Quel bilan tirer de tout ça ? Eh bien, c’est le meilleur, voilà tout. Et je crois que tous le savent, même ceux qui jouent le titre face à lui. En MotoGP, les résultats dépendent uniquement de Marquez, tout comme le spectacle d’ailleurs. C’est pour cette raison que je n’ai jamais cessé de croire en ses chances même lorsqu’il accusait un retard de plus de 100 points, après son retour au Mugello. Il fait la pluie et le beau temps ; s’il décide de se donner pour gagner – au risque de se blesser, attention – alors il sortira vainqueur. L’écart de niveau entre lui et les autres est presque inquiétant.
Un titre assuré ?
Qu’en est-il de ses chances pour le titre mondial ? Marquez est revenu deuxième du classement à 19 points de Jorge Martin. Il sait que, face à des adversaires assez largement inférieurs, il n’a pas besoin d’écraser la concurrence à chaque Grand Prix.
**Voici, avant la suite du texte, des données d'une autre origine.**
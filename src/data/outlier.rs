use serde::Serialize;

use super::model::{Table, Value};
use crate::error::PipelineError;

/// Multiplier applied to the IQR to place the fences.
pub const IQR_FENCE: f64 = 1.5;

/// Quartiles and the derived `[q1 - 1.5·iqr, q3 + 1.5·iqr]` interval.
#[derive(Debug, Clone, Copy, PartialEq, Serialize)]
pub struct Fences {
    pub q1: f64,
    pub q3: f64,
    pub iqr: f64,
    pub lower: f64,
    pub upper: f64,
}

impl Fences {
    /// Fences over the finite values, or `None` when there are none.
    /// Infinite values never move the quartiles and always fall outside.
    pub fn from_values(values: &[f64]) -> Option<Self> {
        let mut sorted: Vec<f64> = values.iter().copied().filter(|v| v.is_finite()).collect();
        sorted.sort_by(f64::total_cmp);
        let q1 = percentile(&sorted, 0.25)?;
        let q3 = percentile(&sorted, 0.75)?;
        let iqr = q3 - q1;
        Some(Fences {
            q1,
            q3,
            iqr,
            lower: q1 - IQR_FENCE * iqr,
            upper: q3 + IQR_FENCE * iqr,
        })
    }

    pub fn contains(&self, v: f64) -> bool {
        v >= self.lower && v <= self.upper
    }
}

/// Percentile of already-sorted data, interpolating linearly between the two
/// nearest order statistics (`pos = p * (n - 1)`).
pub fn percentile(sorted: &[f64], p: f64) -> Option<f64> {
    if sorted.is_empty() {
        return None;
    }
    let pos = p.clamp(0.0, 1.0) * (sorted.len() - 1) as f64;
    let lo = pos.floor() as usize;
    let hi = pos.ceil() as usize;
    let frac = pos - lo as f64;
    Some(sorted[lo] + (sorted[hi] - sorted[lo]) * frac)
}

/// Result of [`detect_outliers`]: the fences used and the rows outside them.
#[derive(Debug, Clone, Serialize)]
pub struct OutlierReport {
    pub table: String,
    pub column: String,
    /// `None` when the column holds no finite numeric value.
    pub fences: Option<Fences>,
    pub count: usize,
    #[serde(skip)]
    pub outliers: Table,
}

/// Rows whose `column` lies strictly outside the IQR fences, in table order.
///
/// Missing cells are skipped. Any other non-numeric cell fails the call with
/// [`PipelineError::TypeMismatch`].
pub fn detect_outliers(table: &Table, column: &str) -> Result<OutlierReport, PipelineError> {
    let idx = table.column_index(column)?;

    let mut numeric: Vec<(usize, f64)> = Vec::with_capacity(table.len());
    for (row_no, row) in table.rows.iter().enumerate() {
        match row.get(idx) {
            Value::Null => {}
            v => {
                let x = v.as_f64().ok_or_else(|| PipelineError::TypeMismatch {
                    table: table.name.clone(),
                    column: column.to_string(),
                    row: row_no,
                    found: v.type_name(),
                })?;
                numeric.push((row_no, x));
            }
        }
    }

    let values: Vec<f64> = numeric.iter().map(|&(_, x)| x).collect();
    let fences = Fences::from_values(&values);

    let hits: Vec<usize> = match &fences {
        Some(f) => numeric
            .iter()
            .filter(|&&(_, x)| !f.contains(x))
            .map(|&(i, _)| i)
            .collect(),
        None => Vec::new(),
    };

    Ok(OutlierReport {
        table: table.name.clone(),
        column: column.to_string(),
        fences,
        count: hits.len(),
        outliers: table.select(&hits),
    })
}

#[cfg(test)]
mod tests {
    use super::*;

    fn counts(values: &[i64]) -> Table {
        Table::from_rows(
            "books",
            &["book_title", "ratingsCount"],
            values
                .iter()
                .enumerate()
                .map(|(i, &v)| vec![Value::String(format!("b{i}")), Value::Integer(v)])
                .collect(),
        )
    }

    #[test]
    fn percentile_interpolates_linearly() {
        let data = [1.0, 2.0, 2.0, 3.0, 4.0, 100.0];
        assert_eq!(percentile(&data, 0.25), Some(2.0));
        assert_eq!(percentile(&data, 0.75), Some(3.75));
        assert_eq!(percentile(&data, 0.5), Some(2.5));
        assert_eq!(percentile(&[], 0.5), None);
    }

    #[test]
    fn flags_only_the_extreme_count() {
        let t = counts(&[1, 2, 2, 3, 4, 100]);
        let report = detect_outliers(&t, "ratingsCount").unwrap();

        let fences = report.fences.unwrap();
        assert!(fences.upper < 100.0 && fences.upper > 4.0);
        assert_eq!(report.count, 1);
        assert_eq!(report.outliers.rows[0].get(1), &Value::Integer(100));
    }

    #[test]
    fn constant_column_has_no_outliers() {
        let t = counts(&[5, 5, 5, 5]);
        let report = detect_outliers(&t, "ratingsCount").unwrap();
        assert_eq!(report.fences.unwrap().iqr, 0.0);
        assert!(report.outliers.is_empty());
    }

    #[test]
    fn keeps_source_order_on_both_sides() {
        let t = counts(&[-500, 10, 11, 12, 13, 500, 11]);
        let report = detect_outliers(&t, "ratingsCount").unwrap();
        let got: Vec<_> = report.outliers.rows.iter().map(|r| r.get(1).clone()).collect();
        assert_eq!(got, vec![Value::Integer(-500), Value::Integer(500)]);
    }

    #[test]
    fn infinite_values_are_outliers_not_fences() {
        let t = Table::from_rows(
            "books",
            &["ratingsCount"],
            [f64::INFINITY, 10.0, 11.0, 12.0, f64::INFINITY, 13.0]
                .into_iter()
                .map(|v| vec![Value::Float(v)])
                .collect(),
        );
        let report = detect_outliers(&t, "ratingsCount").unwrap();
        let fences = report.fences.unwrap();
        assert!(fences.iqr.is_finite());
        assert_eq!(report.count, 2);

        let all_inf = Table::from_rows(
            "books",
            &["ratingsCount"],
            vec![vec![Value::Float(f64::INFINITY)]; 3],
        );
        let report = detect_outliers(&all_inf, "ratingsCount").unwrap();
        assert!(report.fences.is_none());
        assert_eq!(report.count, 0);
    }

    #[test]
    fn missing_column_is_reported() {
        let t = counts(&[1, 2]);
        let err = detect_outliers(&t, "rating").unwrap_err();
        assert!(matches!(err, PipelineError::ColumnNotFound { .. }));
    }

    #[test]
    fn text_cells_are_a_type_mismatch() {
        let t = Table::from_rows(
            "reviews",
            &["review/score"],
            vec![vec![Value::Float(4.0)], vec![Value::from("five")]],
        );
        let err = detect_outliers(&t, "review/score").unwrap_err();
        match err {
            PipelineError::TypeMismatch { row, found, .. } => {
                assert_eq!(row, 1);
                assert_eq!(found, "string");
            }
            other => panic!("unexpected error: {other}"),
        }
    }

    #[test]
    fn null_cells_are_skipped() {
        let t = Table::from_rows(
            "reviews",
            &["review/score"],
            vec![vec![Value::Null], vec![Value::Null]],
        );
        let report = detect_outliers(&t, "review/score").unwrap();
        assert!(report.fences.is_none());
        assert_eq!(report.count, 0);
    }
}
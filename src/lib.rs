//! Rusty Shelf - book metadata and review analytics.
//!
//! Loads a books table and a reviews table, cleans both, flags outliers,
//! scores review sentiment and ranks books, authors and categories.

pub mod config;
pub mod data;
pub mod error;
pub mod pipeline;
pub mod report;

pub use config::{ColumnConfig, PipelineConfig};
pub use data::model::{Row, Table, Value};
pub use error::{PipelineError, ScoringError};
pub use pipeline::Pipeline;
pub use report::Report;
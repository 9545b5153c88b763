use std::cmp::Ordering;
use std::fmt;

use serde::Serialize;

use crate::error::PipelineError;

// ---------------------------------------------------------------------------
// Value – a single cell in a table column
// ---------------------------------------------------------------------------

/// A dynamically-typed cell value mirroring common Pandas dtypes.
/// Rows are deduplicated and grouped by value, so `Value` must be `Ord + Hash`.
#[derive(Debug, Clone, Serialize)]
#[serde(untagged)]
pub enum Value {
    String(String),
    Integer(i64),
    Float(f64),
    Bool(bool),
    Null,
}

impl Value {
    /// Build a float cell; `NaN` is stored as `Null` the way Pandas treats it.
    pub fn from_f64(v: f64) -> Self {
        if v.is_nan() {
            Value::Null
        } else {
            Value::Float(v)
        }
    }

    pub fn is_null(&self) -> bool {
        matches!(self, Value::Null)
    }

    /// Try to interpret the value as an `f64` for numeric reductions.
    pub fn as_f64(&self) -> Option<f64> {
        match self {
            Value::Float(v) => Some(*v),
            Value::Integer(i) => Some(*i as f64),
            _ => None,
        }
    }

    /// Name of the variant, used in type-mismatch diagnostics.
    pub fn type_name(&self) -> &'static str {
        match self {
            Value::String(_) => "string",
            Value::Integer(_) => "integer",
            Value::Float(_) => "float",
            Value::Bool(_) => "bool",
            Value::Null => "null",
        }
    }

    /// Text view of the cell, with `Null` as the empty string.
    pub fn to_text(&self) -> String {
        match self {
            Value::String(s) => s.clone(),
            Value::Integer(i) => i.to_string(),
            Value::Float(v) => v.to_string(),
            Value::Bool(b) => b.to_string(),
            Value::Null => String::new(),
        }
    }
}

// -- Manual Eq/Ord so rows can live in hash sets and sorted maps --

impl PartialEq for Value {
    fn eq(&self, other: &Self) -> bool {
        self.cmp(other) == Ordering::Equal
    }
}

impl Eq for Value {}

impl PartialOrd for Value {
    fn partial_cmp(&self, other: &Self) -> Option<Ordering> {
        Some(self.cmp(other))
    }
}

impl Ord for Value {
    fn cmp(&self, other: &Self) -> Ordering {
        use Value::*;
        fn discriminant(v: &Value) -> u8 {
            match v {
                Null => 0,
                Bool(_) => 1,
                Integer(_) => 2,
                Float(_) => 3,
                String(_) => 4,
            }
        }
        let da = discriminant(self);
        let db = discriminant(other);
        if da != db {
            return da.cmp(&db);
        }
        match (self, other) {
            (Null, Null) => Ordering::Equal,
            (Bool(a), Bool(b)) => a.cmp(b),
            (Integer(a), Integer(b)) => a.cmp(b),
            (Float(a), Float(b)) => a.total_cmp(b),
            (String(a), String(b)) => a.cmp(b),
            _ => Ordering::Equal,
        }
    }
}

impl std::hash::Hash for Value {
    fn hash<H: std::hash::Hasher>(&self, state: &mut H) {
        std::mem::discriminant(self).hash(state);
        match self {
            Value::String(s) => s.hash(state),
            Value::Integer(i) => i.hash(state),
            Value::Float(f) => f.to_bits().hash(state),
            Value::Bool(b) => b.hash(state),
            Value::Null => {}
        }
    }
}

impl fmt::Display for Value {
    fn fmt(&self, f: &mut fmt::Formatter<'_>) -> fmt::Result {
        match self {
            Value::String(s) => write!(f, "{s}"),
            Value::Integer(i) => write!(f, "{i}"),
            Value::Float(v) => write!(f, "{v:.4}"),
            Value::Bool(b) => write!(f, "{b}"),
            Value::Null => write!(f, "<null>"),
        }
    }
}

impl From<&str> for Value {
    fn from(s: &str) -> Self {
        Value::String(s.to_string())
    }
}

impl From<i64> for Value {
    fn from(i: i64) -> Self {
        Value::Integer(i)
    }
}

impl From<f64> for Value {
    fn from(v: f64) -> Self {
        Value::from_f64(v)
    }
}

// ---------------------------------------------------------------------------
// Row – one record of the table
// ---------------------------------------------------------------------------

static NULL: Value = Value::Null;

/// Cells of a single record, aligned with [`Table::columns`].
#[derive(Debug, Clone, PartialEq, Eq, Hash, Serialize)]
#[serde(transparent)]
pub struct Row {
    pub cells: Vec<Value>,
}

impl Row {
    pub fn new(cells: Vec<Value>) -> Self {
        Self { cells }
    }

    pub fn get(&self, idx: usize) -> &Value {
        self.cells.get(idx).unwrap_or(&NULL)
    }

    pub fn has_missing(&self) -> bool {
        self.cells.iter().any(Value::is_null)
    }
}

// ---------------------------------------------------------------------------
// Table – the complete loaded dataset
// ---------------------------------------------------------------------------

/// An ordered sequence of rows under a fixed, ordered header.
#[derive(Debug, Clone, Default, PartialEq, Serialize)]
pub struct Table {
    /// Label used in diagnostics (usually the source file name).
    #[serde(skip)]
    pub name: String,
    /// Column names in file order.
    pub columns: Vec<String>,
    pub rows: Vec<Row>,
}

impl Table {
    pub fn new(name: impl Into<String>, columns: Vec<String>) -> Self {
        Self {
            name: name.into(),
            columns,
            rows: Vec::new(),
        }
    }

    /// Build a table from literal rows. Handy for fixtures.
    pub fn from_rows(name: impl Into<String>, columns: &[&str], rows: Vec<Vec<Value>>) -> Self {
        Self {
            name: name.into(),
            columns: columns.iter().map(|c| c.to_string()).collect(),
            rows: rows.into_iter().map(Row::new).collect(),
        }
    }

    /// Number of rows.
    pub fn len(&self) -> usize {
        self.rows.len()
    }

    /// Whether the table has no rows.
    pub fn is_empty(&self) -> bool {
        self.rows.is_empty()
    }

    /// Position of `column` in the header.
    pub fn column_index(&self, column: &str) -> Result<usize, PipelineError> {
        self.columns
            .iter()
            .position(|c| c == column)
            .ok_or_else(|| PipelineError::ColumnNotFound {
                table: self.name.clone(),
                column: column.to_string(),
            })
    }

    /// Iterate the cells of one column in row order.
    pub fn column_values<'a>(
        &'a self,
        column: &str,
    ) -> Result<impl Iterator<Item = &'a Value> + 'a, PipelineError> {
        let idx = self.column_index(column)?;
        Ok(self.rows.iter().map(move |r| r.get(idx)))
    }

    /// A table with the same header holding only the selected rows.
    pub fn select(&self, indices: &[usize]) -> Table {
        Table {
            name: self.name.clone(),
            columns: self.columns.clone(),
            rows: indices.iter().map(|&i| self.rows[i].clone()).collect(),
        }
    }

    /// Replace `column` with `values`, appending it when absent.
    /// `values` must hold one cell per row.
    pub fn set_column(&mut self, column: &str, values: Vec<Value>) {
        debug_assert_eq!(values.len(), self.rows.len());
        match self.columns.iter().position(|c| c == column) {
            Some(idx) => {
                for (row, v) in self.rows.iter_mut().zip(values) {
                    row.cells[idx] = v;
                }
            }
            None => {
                self.columns.push(column.to_string());
                for (row, v) in self.rows.iter_mut().zip(values) {
                    row.cells.push(v);
                }
            }
        }
    }
}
Ainsi, je l’imagine gérer sur des pistes moins favorables, car les blessures lui font plus peur que Bezzecchi et consorts. S’il est titré en fin de saison, ça ne surprendra personne. Et, cela n’engage que moi, mais si Marquez ne l’est pas, c’est qu’il n’était physiquement pas en mesure de sauver assez de points sur les circuits défavorables. Qui d’autre sortirait victorieux et aurait le cran de dire : « Cette année, j’ai été le meilleur pilote » ? Personne.
Je suis curieux de savoir ce que vous pensez de l’écart entre Marc Marquez et les autres. Dites-le-moi en commentaires !
Pour rappel, cet article ne reflète que la pensée de son auteur, et pas de l’entièreté de la rédaction.